**Required work:** For this exercise, return all the data exactly as it stands.

*** Task input Section Begins ***

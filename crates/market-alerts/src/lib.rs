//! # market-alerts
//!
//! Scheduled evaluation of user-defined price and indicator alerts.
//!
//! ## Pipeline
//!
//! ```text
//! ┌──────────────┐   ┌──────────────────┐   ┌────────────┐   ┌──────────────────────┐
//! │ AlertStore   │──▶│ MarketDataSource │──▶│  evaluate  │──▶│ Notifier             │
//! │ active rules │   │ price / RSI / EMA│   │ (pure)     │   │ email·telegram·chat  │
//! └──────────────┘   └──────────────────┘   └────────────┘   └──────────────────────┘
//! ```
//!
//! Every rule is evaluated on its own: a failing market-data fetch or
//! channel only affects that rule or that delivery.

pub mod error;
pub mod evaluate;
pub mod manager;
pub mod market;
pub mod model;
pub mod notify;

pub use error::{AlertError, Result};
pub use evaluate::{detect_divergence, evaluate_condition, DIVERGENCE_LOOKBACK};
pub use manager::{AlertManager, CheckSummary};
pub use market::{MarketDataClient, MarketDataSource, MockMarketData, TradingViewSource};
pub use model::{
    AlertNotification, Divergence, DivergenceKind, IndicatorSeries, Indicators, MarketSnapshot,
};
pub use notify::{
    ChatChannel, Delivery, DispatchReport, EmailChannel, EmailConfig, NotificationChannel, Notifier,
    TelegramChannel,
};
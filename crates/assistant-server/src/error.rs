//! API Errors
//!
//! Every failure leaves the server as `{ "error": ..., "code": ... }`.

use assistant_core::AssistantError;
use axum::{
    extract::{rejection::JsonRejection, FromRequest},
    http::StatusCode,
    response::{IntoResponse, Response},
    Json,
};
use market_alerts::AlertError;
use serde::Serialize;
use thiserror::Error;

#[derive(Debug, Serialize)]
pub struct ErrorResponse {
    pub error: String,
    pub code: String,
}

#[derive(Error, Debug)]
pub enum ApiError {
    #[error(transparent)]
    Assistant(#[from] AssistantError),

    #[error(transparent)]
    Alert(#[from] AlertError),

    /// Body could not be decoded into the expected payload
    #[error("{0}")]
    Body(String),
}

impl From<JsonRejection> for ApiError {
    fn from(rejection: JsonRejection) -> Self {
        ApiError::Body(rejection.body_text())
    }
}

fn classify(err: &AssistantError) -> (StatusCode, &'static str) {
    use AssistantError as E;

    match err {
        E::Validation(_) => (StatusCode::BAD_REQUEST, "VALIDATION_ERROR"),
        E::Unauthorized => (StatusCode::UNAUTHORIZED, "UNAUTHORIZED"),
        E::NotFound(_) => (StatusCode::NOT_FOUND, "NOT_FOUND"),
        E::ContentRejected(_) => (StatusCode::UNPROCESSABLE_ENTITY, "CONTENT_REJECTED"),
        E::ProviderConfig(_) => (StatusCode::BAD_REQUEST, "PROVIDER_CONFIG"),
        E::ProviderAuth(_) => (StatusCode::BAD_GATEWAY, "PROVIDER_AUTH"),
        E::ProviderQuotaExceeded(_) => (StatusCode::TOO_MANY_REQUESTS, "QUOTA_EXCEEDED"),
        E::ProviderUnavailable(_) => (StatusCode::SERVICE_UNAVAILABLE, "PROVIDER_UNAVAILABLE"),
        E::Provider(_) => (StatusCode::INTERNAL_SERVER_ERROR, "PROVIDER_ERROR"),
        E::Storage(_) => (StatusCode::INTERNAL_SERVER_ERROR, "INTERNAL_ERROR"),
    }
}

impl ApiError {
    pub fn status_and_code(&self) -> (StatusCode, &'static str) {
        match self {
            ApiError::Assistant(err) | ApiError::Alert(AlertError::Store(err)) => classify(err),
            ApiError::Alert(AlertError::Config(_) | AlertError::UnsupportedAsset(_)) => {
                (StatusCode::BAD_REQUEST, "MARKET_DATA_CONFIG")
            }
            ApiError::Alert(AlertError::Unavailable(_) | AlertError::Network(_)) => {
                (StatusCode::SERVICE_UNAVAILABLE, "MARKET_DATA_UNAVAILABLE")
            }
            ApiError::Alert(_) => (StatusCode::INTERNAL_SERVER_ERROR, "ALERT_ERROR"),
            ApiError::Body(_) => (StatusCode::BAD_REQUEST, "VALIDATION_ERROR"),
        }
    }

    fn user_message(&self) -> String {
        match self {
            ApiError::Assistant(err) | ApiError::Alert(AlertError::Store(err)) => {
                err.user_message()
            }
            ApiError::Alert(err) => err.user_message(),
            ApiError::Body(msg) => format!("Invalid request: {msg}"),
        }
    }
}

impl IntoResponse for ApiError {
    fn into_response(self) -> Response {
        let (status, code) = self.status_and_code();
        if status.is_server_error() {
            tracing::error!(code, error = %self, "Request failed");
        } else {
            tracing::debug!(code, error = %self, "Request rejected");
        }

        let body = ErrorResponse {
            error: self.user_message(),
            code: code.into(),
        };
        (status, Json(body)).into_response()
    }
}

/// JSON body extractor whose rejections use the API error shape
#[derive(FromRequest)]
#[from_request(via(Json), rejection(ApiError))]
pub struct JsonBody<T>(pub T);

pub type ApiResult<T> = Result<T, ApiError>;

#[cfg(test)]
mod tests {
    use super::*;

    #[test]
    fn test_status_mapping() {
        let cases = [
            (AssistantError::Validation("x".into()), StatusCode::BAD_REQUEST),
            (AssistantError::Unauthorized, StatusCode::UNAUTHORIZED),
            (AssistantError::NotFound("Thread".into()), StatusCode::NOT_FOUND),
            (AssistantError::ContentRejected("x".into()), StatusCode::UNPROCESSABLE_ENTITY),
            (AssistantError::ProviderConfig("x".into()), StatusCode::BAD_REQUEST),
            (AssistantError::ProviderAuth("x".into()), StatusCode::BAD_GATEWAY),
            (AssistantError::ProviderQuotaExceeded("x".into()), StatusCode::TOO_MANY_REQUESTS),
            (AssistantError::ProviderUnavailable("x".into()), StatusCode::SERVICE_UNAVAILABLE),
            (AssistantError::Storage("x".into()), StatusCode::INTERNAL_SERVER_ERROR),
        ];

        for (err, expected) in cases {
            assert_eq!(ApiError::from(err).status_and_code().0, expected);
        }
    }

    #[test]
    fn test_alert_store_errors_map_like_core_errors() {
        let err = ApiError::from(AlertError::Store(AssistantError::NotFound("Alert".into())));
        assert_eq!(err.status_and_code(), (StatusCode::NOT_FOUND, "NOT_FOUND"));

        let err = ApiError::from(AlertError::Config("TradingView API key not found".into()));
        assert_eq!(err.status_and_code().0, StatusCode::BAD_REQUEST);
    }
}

*** Task input Section Ends ***

**Answer section:**
filename crates/market-alerts/src/lib.rs
//! # market-alerts
//!
//! Scheduled evaluation of user-defined price and indicator alerts.
//!
//! ## Pipeline
//!
//! ```text
//! ┌──────────────┐   ┌──────────────────┐   ┌────────────┐   ┌──────────────────────┐
//! │ AlertStore   │──▶│ MarketDataSource │──▶│  evaluate  │──▶│ Notifier             │
//! │ active rules │   │ price / RSI / EMA│   │ (pure)     │   │ email·telegram·chat  │
//! └──────────────┘   └──────────────────┘   └────────────┘   └──────────────────────┘
//! ```
//!
//! Every rule is evaluated on its own: a failing market-data fetch or
//! channel only affects that rule or that delivery.

pub mod error;
pub mod evaluate;
pub mod manager;
pub mod market;
pub mod model;
pub mod notify;

pub use error::{AlertError, Result};
pub use evaluate::{detect_divergence, evaluate_condition, DIVERGENCE_LOOKBACK};
pub use manager::{AlertManager, CheckSummary};
pub use market::{MarketDataClient, MarketDataSource, MockMarketData, TradingViewSource};
pub use model::{
    AlertNotification, Divergence, DivergenceKind, IndicatorSeries, Indicators, MarketSnapshot,
};
pub use notify::{
    ChatChannel, Delivery, DispatchReport, EmailChannel, EmailConfig, NotificationChannel, Notifier,
    TelegramChannel,
};
filename crates/assistant-server/src/error.rs
//! API Errors
//!
//! Every failure leaves the server as `{ "error": ..., "code": ... }`.

use assistant_core::AssistantError;
use axum::{
    extract::{rejection::JsonRejection, FromRequest},
    http::StatusCode,
    response::{IntoResponse, Response},
    Json,
};
use market_alerts::AlertError;
use serde::Serialize;
use thiserror::Error;

#[derive(Debug, Serialize)]
pub struct ErrorResponse {
    pub error: String,
    pub code: String,
}

#[derive(Error, Debug)]
pub enum ApiError {
    #[error(transparent)]
    Assistant(#[from] AssistantError),

    #[error(transparent)]
    Alert(#[from] AlertError),

    /// Body could not be decoded into the expected payload
    #[error("{0}")]
    Body(String),
}

impl From<JsonRejection> for ApiError {
    fn from(rejection: JsonRejection) -> Self {
        ApiError::Body(rejection.body_text())
    }
}

fn classify(err: &AssistantError) -> (StatusCode, &'static str) {
    use AssistantError as E;

    match err {
        E::Validation(_) => (StatusCode::BAD_REQUEST, "VALIDATION_ERROR"),
        E::Unauthorized => (StatusCode::UNAUTHORIZED, "UNAUTHORIZED"),
        E::NotFound(_) => (StatusCode::NOT_FOUND, "NOT_FOUND"),
        E::ContentRejected(_) => (StatusCode::UNPROCESSABLE_ENTITY, "CONTENT_REJECTED"),
        E::ProviderConfig(_) => (StatusCode::BAD_REQUEST, "PROVIDER_CONFIG"),
        E::ProviderAuth(_) => (StatusCode::BAD_GATEWAY, "PROVIDER_AUTH"),
        E::ProviderQuotaExceeded(_) => (StatusCode::TOO_MANY_REQUESTS, "QUOTA_EXCEEDED"),
        E::ProviderUnavailable(_) => (StatusCode::SERVICE_UNAVAILABLE, "PROVIDER_UNAVAILABLE"),
        E::Provider(_) => (StatusCode::INTERNAL_SERVER_ERROR, "PROVIDER_ERROR"),
        E::Storage(_) => (StatusCode::INTERNAL_SERVER_ERROR, "INTERNAL_ERROR"),
    }
}

impl ApiError {
    pub fn status_and_code(&self) -> (StatusCode, &'static str) {
        match self {
            ApiError::Assistant(err) | ApiError::Alert(AlertError::Store(err)) => classify(err),
            ApiError::Alert(AlertError::Config(_) | AlertError::UnsupportedAsset(_)) => {
                (StatusCode::BAD_REQUEST, "MARKET_DATA_CONFIG")
            }
            ApiError::Alert(AlertError::Unavailable(_) | AlertError::Network(_)) => {
                (StatusCode::SERVICE_UNAVAILABLE, "MARKET_DATA_UNAVAILABLE")
            }
            ApiError::Alert(_) => (StatusCode::INTERNAL_SERVER_ERROR, "ALERT_ERROR"),
            ApiError::Body(_) => (StatusCode::BAD_REQUEST, "VALIDATION_ERROR"),
        }
    }

    fn user_message(&self) -> String {
        match self {
            ApiError::Assistant(err) | ApiError::Alert(AlertError::Store(err)) => {
                err.user_message()
            }
            ApiError::Alert(err) => err.user_message(),
            ApiError::Body(msg) => format!("Invalid request: {msg}"),
        }
    }
}

impl IntoResponse for ApiError {
    fn into_response(self) -> Response {
        let (status, code) = self.status_and_code();
        if status.is_server_error() {
            tracing::error!(code, error = %self, "Request failed");
        } else {
            tracing::debug!(code, error = %self, "Request rejected");
        }

        let body = ErrorResponse {
            error: self.user_message(),
            code: code.into(),
        };
        (status, Json(body)).into_response()
    }
}

/// JSON body extractor whose rejections use the API error shape
#[derive(FromRequest)]
#[from_request(via(Json), rejection(ApiError))]
pub struct JsonBody<T>(pub T);

pub type ApiResult<T> = Result<T, ApiError>;

#[cfg(test)]
mod tests {
    use super::*;

    #[test]
    fn test_status_mapping() {
        let cases = [
            (AssistantError::Validation("x".into()), StatusCode::BAD_REQUEST),
            (AssistantError::Unauthorized, StatusCode::UNAUTHORIZED),
            (AssistantError::NotFound("Thread".into()), StatusCode::NOT_FOUND),
            (AssistantError::ContentRejected("x".into()), StatusCode::UNPROCESSABLE_ENTITY),
            (AssistantError::ProviderConfig("x".into()), StatusCode::BAD_REQUEST),
            (AssistantError::ProviderAuth("x".into()), StatusCode::BAD_GATEWAY),
            (AssistantError::ProviderQuotaExceeded("x".into()), StatusCode::TOO_MANY_REQUESTS),
            (AssistantError::ProviderUnavailable("x".into()), StatusCode::SERVICE_UNAVAILABLE),
            (AssistantError::Storage("x".into()), StatusCode::INTERNAL_SERVER_ERROR),
        ];

        for (err, expected) in cases {
            assert_eq!(ApiError::from(err).status_and_code().0, expected);
        }
    }

    #[test]
    fn test_alert_store_errors_map_like_core_errors() {
        let err = ApiError::from(AlertError::Store(AssistantError::NotFound("Alert".into())));
        assert_eq!(err.status_and_code(), (StatusCode::NOT_FOUND, "NOT_FOUND"));

        let err = ApiError::from(AlertError::Config("TradingView API key not found".into()));
        assert_eq!(err.status_and_code().0, StatusCode::BAD_REQUEST);
    }
}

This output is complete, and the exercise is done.